• AVAILABLE DATA:
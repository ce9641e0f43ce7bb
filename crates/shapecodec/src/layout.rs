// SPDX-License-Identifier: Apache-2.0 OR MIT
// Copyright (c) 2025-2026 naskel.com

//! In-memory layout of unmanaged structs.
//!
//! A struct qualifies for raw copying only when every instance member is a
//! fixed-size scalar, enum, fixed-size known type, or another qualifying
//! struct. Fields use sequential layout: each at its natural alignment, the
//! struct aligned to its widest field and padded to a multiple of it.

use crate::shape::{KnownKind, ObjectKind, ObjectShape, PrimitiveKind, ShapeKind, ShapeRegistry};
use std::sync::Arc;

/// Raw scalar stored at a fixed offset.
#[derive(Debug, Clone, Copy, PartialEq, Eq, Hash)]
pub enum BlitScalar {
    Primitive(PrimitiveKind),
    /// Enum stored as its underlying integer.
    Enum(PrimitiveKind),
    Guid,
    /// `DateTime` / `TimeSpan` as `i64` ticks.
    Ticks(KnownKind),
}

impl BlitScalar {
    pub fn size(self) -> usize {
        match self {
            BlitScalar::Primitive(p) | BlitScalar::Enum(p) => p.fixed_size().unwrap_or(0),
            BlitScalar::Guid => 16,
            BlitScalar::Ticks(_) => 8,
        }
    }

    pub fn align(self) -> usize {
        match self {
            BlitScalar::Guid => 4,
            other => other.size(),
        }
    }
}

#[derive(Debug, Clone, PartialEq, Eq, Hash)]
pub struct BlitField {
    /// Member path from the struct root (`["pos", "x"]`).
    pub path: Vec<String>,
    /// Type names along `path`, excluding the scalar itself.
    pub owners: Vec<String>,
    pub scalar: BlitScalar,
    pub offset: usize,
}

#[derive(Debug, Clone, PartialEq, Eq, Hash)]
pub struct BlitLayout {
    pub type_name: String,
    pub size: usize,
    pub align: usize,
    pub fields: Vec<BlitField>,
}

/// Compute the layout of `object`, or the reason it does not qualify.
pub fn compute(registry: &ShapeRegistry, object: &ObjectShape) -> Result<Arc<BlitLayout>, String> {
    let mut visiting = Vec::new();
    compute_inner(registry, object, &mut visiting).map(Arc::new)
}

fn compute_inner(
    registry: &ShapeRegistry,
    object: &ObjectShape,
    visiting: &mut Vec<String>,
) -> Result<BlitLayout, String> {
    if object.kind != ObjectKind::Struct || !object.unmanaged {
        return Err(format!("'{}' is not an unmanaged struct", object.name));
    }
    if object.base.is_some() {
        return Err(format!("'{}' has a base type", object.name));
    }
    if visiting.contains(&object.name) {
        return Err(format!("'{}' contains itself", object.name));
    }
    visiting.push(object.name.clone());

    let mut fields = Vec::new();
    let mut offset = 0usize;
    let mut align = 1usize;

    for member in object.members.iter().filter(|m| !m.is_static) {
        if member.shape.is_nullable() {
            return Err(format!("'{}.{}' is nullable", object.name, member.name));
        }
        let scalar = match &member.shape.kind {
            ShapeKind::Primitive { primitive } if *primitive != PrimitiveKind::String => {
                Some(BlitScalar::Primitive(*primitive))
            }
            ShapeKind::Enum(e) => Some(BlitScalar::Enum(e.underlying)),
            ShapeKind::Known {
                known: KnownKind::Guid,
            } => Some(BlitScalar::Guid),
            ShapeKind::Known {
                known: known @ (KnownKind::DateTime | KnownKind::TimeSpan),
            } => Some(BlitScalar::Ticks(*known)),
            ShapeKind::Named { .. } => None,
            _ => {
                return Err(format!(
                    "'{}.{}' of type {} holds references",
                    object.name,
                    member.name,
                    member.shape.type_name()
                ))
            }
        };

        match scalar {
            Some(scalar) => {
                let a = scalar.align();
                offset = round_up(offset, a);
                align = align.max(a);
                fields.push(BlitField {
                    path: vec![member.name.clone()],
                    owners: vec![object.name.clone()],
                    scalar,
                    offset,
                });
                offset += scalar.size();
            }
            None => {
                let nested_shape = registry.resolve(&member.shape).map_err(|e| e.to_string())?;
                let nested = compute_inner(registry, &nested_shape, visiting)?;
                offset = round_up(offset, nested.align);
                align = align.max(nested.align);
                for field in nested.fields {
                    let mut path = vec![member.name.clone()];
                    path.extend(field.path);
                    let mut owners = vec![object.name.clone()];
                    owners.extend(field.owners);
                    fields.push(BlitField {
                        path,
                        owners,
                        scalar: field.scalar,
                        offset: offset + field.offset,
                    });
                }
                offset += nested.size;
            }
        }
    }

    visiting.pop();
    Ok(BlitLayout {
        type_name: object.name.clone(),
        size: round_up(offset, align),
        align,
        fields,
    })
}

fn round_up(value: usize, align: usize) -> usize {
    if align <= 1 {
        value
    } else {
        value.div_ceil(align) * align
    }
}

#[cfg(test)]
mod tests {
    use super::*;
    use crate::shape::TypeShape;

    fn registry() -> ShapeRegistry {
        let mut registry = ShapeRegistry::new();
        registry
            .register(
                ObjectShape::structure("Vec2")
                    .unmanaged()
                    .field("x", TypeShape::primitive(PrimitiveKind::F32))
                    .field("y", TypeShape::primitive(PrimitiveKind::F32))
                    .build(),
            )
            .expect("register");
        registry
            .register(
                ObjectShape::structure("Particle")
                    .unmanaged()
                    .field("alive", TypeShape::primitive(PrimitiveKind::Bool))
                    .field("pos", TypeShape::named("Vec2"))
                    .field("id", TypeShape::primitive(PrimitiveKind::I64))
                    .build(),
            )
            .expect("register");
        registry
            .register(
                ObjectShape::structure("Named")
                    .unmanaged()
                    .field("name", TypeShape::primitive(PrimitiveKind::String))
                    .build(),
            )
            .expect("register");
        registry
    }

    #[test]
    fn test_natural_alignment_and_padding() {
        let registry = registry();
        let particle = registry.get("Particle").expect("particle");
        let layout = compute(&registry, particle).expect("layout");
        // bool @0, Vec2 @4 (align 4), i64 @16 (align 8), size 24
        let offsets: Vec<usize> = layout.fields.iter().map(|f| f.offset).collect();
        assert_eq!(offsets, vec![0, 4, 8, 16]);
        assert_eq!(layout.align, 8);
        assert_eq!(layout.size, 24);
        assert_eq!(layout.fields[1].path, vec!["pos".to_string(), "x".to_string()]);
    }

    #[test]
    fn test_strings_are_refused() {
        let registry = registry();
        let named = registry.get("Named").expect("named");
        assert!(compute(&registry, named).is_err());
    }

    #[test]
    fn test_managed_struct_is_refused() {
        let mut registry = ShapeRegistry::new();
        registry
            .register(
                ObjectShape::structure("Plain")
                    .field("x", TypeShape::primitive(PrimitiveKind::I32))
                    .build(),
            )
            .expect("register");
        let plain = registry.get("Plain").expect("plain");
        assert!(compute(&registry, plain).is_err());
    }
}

* * *

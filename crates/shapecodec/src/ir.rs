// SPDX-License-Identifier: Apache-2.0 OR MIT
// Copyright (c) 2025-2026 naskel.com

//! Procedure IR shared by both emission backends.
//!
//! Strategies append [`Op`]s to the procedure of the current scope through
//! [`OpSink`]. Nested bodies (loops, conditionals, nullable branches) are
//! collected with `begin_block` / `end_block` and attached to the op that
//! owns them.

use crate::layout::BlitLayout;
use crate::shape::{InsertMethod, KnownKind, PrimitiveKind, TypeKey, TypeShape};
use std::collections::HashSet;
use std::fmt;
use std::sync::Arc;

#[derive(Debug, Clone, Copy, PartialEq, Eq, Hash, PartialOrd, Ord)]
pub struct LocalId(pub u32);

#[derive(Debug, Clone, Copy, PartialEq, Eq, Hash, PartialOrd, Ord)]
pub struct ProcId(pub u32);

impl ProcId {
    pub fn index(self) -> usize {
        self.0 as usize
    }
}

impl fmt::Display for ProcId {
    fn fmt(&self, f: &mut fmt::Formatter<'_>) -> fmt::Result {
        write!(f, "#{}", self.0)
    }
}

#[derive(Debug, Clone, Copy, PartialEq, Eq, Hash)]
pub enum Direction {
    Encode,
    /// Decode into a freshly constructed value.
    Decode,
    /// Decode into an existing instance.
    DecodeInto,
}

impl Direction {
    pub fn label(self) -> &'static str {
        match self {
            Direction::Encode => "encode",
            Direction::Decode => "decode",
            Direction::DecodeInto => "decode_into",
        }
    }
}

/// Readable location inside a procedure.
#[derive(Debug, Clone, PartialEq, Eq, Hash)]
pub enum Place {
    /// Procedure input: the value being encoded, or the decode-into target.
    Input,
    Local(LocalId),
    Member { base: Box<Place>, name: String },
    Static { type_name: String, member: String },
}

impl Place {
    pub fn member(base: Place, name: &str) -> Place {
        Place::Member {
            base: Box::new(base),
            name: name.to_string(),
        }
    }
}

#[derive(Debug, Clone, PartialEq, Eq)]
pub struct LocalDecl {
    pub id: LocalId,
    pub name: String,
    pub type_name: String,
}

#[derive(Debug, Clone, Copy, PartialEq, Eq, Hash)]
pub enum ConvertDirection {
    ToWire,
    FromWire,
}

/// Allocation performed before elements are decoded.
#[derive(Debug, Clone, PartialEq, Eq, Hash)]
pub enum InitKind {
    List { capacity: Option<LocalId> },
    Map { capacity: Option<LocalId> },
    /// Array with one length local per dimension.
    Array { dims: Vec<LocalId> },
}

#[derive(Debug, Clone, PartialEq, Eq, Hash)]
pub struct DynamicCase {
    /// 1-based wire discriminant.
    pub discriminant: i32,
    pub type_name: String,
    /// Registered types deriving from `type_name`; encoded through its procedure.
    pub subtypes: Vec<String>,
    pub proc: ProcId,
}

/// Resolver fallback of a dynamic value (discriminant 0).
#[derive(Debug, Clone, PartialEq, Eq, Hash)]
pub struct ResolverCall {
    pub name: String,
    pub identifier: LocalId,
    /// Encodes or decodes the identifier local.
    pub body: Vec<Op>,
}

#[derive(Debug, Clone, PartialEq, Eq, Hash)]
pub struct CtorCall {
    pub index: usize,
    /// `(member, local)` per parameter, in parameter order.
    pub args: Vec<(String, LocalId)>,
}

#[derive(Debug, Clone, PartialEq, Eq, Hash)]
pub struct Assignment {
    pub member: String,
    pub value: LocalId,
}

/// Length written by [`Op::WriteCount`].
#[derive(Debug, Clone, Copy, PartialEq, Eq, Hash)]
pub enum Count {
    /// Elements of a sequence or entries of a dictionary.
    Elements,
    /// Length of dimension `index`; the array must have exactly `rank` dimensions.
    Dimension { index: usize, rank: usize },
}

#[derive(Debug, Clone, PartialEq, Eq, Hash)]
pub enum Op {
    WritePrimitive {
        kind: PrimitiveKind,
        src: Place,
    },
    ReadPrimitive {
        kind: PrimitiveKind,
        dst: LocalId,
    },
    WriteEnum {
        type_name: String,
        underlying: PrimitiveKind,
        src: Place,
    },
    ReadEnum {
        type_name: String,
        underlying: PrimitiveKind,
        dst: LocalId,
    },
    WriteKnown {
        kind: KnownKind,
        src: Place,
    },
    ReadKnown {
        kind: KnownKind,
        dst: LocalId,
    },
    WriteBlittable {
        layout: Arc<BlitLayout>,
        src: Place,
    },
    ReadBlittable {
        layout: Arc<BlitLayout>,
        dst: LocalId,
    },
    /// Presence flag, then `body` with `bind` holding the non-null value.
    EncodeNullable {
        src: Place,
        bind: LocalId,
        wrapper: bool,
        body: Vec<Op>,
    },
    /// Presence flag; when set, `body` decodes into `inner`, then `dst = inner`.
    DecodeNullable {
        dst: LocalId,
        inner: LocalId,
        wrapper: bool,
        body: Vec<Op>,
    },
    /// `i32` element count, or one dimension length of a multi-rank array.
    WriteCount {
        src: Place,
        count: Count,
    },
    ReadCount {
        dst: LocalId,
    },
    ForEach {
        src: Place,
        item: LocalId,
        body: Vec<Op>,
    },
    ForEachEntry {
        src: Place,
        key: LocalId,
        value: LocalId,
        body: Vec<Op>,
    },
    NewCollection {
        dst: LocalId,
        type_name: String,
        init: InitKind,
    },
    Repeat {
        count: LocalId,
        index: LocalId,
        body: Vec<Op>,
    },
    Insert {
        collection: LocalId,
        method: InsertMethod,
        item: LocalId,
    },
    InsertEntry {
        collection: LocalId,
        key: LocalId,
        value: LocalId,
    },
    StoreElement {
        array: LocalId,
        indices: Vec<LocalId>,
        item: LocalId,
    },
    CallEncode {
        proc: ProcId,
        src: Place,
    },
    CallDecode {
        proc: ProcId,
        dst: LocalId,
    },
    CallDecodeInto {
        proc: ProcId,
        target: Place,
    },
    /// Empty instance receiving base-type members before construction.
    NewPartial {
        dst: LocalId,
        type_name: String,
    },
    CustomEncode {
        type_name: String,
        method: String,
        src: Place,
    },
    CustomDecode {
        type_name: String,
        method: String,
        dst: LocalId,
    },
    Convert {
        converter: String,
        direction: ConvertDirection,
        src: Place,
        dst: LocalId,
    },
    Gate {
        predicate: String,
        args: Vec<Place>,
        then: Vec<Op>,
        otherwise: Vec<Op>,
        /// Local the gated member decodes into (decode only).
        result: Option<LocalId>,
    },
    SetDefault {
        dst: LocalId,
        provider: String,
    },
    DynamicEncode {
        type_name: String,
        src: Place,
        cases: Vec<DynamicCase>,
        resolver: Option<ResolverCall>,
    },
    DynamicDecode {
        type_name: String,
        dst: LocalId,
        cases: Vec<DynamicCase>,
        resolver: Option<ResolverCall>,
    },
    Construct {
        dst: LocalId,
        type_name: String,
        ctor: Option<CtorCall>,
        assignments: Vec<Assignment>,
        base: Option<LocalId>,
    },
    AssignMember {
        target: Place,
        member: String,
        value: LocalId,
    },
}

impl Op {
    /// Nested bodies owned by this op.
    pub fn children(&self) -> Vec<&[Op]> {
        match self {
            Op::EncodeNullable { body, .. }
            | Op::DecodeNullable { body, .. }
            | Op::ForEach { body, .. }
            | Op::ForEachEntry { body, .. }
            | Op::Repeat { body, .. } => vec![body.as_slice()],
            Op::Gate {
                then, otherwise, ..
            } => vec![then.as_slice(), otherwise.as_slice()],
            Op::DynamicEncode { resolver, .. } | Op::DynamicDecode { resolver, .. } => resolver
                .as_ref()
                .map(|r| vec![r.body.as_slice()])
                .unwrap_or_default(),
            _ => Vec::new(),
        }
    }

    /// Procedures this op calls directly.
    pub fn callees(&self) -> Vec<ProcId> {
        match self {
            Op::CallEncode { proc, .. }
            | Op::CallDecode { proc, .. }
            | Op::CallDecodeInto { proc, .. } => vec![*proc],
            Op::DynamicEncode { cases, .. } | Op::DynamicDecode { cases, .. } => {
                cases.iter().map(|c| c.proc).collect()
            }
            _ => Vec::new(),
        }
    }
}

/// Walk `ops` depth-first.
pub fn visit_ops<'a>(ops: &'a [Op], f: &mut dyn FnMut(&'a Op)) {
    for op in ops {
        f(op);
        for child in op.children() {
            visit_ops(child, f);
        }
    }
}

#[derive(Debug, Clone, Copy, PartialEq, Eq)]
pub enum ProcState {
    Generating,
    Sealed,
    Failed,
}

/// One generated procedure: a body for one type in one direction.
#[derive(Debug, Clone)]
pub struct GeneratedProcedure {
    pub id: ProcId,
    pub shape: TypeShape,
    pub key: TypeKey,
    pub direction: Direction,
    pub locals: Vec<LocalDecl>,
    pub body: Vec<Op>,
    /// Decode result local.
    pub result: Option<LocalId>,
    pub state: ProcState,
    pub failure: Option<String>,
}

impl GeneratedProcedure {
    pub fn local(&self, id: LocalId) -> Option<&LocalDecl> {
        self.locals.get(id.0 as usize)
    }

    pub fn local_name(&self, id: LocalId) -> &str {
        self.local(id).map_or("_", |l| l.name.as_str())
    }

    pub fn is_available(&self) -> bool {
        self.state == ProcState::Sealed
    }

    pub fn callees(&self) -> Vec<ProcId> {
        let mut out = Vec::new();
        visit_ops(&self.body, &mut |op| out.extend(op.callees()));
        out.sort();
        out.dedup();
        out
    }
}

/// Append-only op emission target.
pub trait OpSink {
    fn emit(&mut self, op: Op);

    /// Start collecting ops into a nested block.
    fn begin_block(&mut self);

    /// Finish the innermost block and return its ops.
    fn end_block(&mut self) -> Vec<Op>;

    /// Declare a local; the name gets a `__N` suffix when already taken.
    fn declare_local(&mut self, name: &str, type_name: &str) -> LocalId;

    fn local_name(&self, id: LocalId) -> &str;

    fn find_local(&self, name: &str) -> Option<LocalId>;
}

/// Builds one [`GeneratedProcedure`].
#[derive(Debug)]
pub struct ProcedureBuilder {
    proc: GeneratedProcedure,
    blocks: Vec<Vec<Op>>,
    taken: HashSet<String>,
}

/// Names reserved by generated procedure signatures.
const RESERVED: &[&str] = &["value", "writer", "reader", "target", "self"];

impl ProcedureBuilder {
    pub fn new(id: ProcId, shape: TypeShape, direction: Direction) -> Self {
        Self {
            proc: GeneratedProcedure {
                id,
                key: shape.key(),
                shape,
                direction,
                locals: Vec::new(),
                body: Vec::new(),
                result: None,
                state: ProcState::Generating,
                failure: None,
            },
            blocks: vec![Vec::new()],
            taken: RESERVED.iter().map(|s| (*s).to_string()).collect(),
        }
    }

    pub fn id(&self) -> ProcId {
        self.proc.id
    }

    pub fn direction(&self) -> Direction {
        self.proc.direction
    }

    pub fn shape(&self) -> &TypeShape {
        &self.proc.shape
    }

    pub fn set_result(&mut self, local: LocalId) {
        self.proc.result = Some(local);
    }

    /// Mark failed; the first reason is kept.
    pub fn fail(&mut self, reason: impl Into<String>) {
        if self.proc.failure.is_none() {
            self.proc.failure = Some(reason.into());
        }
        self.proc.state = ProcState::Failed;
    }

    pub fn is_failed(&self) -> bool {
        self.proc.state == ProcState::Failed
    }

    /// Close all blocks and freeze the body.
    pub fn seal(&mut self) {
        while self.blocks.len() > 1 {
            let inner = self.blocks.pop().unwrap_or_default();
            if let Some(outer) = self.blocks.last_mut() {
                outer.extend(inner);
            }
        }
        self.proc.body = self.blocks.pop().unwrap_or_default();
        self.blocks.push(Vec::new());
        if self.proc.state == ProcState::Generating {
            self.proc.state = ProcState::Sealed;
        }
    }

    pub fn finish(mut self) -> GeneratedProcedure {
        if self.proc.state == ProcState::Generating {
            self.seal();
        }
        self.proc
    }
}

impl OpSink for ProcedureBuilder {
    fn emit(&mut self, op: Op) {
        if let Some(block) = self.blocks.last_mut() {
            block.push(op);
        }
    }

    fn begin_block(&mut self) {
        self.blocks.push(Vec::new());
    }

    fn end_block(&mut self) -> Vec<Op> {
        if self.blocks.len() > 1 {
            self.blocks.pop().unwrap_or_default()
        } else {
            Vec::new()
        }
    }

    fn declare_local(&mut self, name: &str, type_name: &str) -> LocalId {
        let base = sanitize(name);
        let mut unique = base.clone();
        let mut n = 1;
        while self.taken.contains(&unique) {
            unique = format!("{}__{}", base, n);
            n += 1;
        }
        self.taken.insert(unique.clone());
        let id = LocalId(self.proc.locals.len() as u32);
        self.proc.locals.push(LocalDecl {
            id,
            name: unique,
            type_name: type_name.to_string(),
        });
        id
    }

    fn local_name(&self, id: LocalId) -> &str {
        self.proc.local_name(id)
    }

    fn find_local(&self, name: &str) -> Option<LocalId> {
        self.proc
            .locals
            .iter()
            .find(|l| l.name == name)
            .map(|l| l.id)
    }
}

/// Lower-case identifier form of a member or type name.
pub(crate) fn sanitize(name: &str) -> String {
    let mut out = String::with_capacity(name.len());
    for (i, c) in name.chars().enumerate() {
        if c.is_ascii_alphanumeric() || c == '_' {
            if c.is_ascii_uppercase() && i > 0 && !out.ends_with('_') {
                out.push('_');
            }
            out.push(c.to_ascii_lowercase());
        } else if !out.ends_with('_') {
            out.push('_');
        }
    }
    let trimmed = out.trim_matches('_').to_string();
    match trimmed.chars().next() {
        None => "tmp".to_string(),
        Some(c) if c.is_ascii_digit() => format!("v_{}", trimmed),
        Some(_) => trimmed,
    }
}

* * *

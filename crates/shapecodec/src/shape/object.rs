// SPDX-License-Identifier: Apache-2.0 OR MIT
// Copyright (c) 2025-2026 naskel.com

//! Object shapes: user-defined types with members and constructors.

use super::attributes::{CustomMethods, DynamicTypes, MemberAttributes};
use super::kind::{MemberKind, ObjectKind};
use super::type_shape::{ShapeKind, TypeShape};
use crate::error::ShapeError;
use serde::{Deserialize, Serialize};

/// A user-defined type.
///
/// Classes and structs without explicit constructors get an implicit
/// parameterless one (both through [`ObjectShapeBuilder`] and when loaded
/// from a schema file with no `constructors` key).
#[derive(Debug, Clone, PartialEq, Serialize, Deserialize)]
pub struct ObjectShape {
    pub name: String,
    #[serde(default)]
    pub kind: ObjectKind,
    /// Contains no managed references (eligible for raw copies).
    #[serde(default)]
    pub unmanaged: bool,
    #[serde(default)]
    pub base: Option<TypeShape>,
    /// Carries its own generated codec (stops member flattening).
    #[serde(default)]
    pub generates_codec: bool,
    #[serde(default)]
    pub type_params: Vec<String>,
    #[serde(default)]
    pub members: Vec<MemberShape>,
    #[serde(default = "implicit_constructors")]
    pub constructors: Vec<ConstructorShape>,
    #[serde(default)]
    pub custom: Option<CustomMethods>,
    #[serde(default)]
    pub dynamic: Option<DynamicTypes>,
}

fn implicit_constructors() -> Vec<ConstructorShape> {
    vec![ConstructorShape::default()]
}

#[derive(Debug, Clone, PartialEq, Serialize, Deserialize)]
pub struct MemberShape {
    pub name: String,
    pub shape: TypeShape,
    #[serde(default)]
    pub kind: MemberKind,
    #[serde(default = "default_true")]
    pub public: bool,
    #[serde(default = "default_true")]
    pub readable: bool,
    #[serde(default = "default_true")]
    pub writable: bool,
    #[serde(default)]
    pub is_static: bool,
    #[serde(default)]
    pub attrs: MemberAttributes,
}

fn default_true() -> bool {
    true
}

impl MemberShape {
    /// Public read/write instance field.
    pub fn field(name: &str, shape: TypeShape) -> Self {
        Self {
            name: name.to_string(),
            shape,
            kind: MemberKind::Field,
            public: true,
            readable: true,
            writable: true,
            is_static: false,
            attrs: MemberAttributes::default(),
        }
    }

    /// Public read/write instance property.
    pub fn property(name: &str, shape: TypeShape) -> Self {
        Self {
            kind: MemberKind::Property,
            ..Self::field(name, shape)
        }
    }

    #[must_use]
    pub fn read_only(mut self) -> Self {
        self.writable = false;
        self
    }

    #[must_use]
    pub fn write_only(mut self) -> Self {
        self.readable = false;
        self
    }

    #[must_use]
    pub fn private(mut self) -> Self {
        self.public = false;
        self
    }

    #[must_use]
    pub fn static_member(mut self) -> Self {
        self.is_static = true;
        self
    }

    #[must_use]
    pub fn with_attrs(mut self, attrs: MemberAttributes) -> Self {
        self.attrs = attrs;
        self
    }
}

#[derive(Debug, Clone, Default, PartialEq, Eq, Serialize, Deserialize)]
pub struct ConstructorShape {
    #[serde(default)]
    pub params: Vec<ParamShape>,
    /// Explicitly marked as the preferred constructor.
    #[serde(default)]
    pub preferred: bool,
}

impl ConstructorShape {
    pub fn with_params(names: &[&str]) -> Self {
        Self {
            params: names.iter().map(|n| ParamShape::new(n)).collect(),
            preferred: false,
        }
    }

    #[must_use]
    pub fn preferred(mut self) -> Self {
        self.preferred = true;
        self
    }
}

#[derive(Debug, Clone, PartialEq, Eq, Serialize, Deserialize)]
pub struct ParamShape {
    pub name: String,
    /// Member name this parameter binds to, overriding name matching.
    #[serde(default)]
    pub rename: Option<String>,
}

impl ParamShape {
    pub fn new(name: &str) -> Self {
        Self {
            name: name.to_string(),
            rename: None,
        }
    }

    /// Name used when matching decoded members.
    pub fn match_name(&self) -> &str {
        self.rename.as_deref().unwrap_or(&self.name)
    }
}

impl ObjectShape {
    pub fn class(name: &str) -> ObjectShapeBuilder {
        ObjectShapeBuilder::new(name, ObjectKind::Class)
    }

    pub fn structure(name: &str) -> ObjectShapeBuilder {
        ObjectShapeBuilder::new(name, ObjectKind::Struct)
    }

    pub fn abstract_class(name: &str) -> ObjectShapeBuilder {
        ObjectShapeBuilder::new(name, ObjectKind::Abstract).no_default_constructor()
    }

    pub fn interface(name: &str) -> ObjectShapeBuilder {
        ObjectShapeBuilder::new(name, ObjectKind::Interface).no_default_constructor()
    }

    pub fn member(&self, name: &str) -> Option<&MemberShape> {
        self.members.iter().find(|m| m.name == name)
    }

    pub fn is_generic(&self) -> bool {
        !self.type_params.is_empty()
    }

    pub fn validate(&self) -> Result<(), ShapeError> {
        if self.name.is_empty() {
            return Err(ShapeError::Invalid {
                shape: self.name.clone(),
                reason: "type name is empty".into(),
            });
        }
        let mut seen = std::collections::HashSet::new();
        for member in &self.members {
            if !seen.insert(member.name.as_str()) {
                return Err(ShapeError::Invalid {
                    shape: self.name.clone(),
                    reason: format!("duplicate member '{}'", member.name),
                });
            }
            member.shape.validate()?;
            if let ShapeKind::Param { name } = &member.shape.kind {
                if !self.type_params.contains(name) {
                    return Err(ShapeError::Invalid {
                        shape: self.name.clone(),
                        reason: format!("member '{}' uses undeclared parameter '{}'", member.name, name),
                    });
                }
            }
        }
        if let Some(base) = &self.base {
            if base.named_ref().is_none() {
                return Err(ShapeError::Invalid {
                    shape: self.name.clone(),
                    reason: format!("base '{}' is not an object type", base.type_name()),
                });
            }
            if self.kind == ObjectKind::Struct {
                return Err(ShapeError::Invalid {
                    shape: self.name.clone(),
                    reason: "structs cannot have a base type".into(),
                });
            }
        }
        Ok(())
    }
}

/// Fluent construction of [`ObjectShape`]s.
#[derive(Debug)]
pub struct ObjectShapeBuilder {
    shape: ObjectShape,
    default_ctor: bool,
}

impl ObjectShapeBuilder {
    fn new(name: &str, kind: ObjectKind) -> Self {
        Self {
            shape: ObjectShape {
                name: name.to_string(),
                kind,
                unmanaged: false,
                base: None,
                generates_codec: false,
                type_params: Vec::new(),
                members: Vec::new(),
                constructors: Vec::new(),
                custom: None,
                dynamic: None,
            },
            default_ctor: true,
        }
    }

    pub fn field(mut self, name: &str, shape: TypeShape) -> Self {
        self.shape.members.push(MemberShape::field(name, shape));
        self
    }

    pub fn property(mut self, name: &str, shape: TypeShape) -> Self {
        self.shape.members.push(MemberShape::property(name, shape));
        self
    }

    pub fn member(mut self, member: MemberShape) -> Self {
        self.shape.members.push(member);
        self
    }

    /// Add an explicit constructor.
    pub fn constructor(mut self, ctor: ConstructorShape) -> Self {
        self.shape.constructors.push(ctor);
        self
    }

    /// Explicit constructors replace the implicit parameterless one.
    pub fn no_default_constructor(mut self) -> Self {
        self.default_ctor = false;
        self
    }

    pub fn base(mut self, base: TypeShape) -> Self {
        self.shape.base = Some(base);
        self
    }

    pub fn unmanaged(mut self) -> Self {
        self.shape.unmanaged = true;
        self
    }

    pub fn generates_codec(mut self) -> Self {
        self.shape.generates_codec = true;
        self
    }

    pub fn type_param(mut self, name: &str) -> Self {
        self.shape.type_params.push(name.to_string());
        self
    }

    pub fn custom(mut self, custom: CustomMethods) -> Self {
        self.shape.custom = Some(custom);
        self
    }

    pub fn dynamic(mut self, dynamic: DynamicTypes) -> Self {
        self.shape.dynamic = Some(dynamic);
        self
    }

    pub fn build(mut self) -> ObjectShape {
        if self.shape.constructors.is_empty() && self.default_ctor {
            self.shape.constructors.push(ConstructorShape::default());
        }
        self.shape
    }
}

• EXERCISE DIRECTIONS: All lines in the listing above between the line with "if let ShapeKind::Param" and the line with "Fluent construction of", inclusive, should be set down exactly, and no line outside that range.

• RESPONSE BOX:
            if let ShapeKind::Param { name } = &member.shape.kind {
                if !self.type_params.contains(name) {
                    return Err(ShapeError::Invalid {
                        shape: self.name.clone(),
                        reason: format!("member '{}' uses undeclared parameter '{}'", member.name, name),
                    });
                }
            }
        }
        if let Some(base) = &self.base {
            if base.named_ref().is_none() {
                return Err(ShapeError::Invalid {
                    shape: self.name.clone(),
                    reason: format!("base '{}' is not an object type", base.type_name()),
                });
            }
            if self.kind == ObjectKind::Struct {
                return Err(ShapeError::Invalid {
                    shape: self.name.clone(),
                    reason: "structs cannot have a base type".into(),
                });
            }
        }
        Ok(())
    }
}

/// Fluent construction of [`ObjectShape`]s.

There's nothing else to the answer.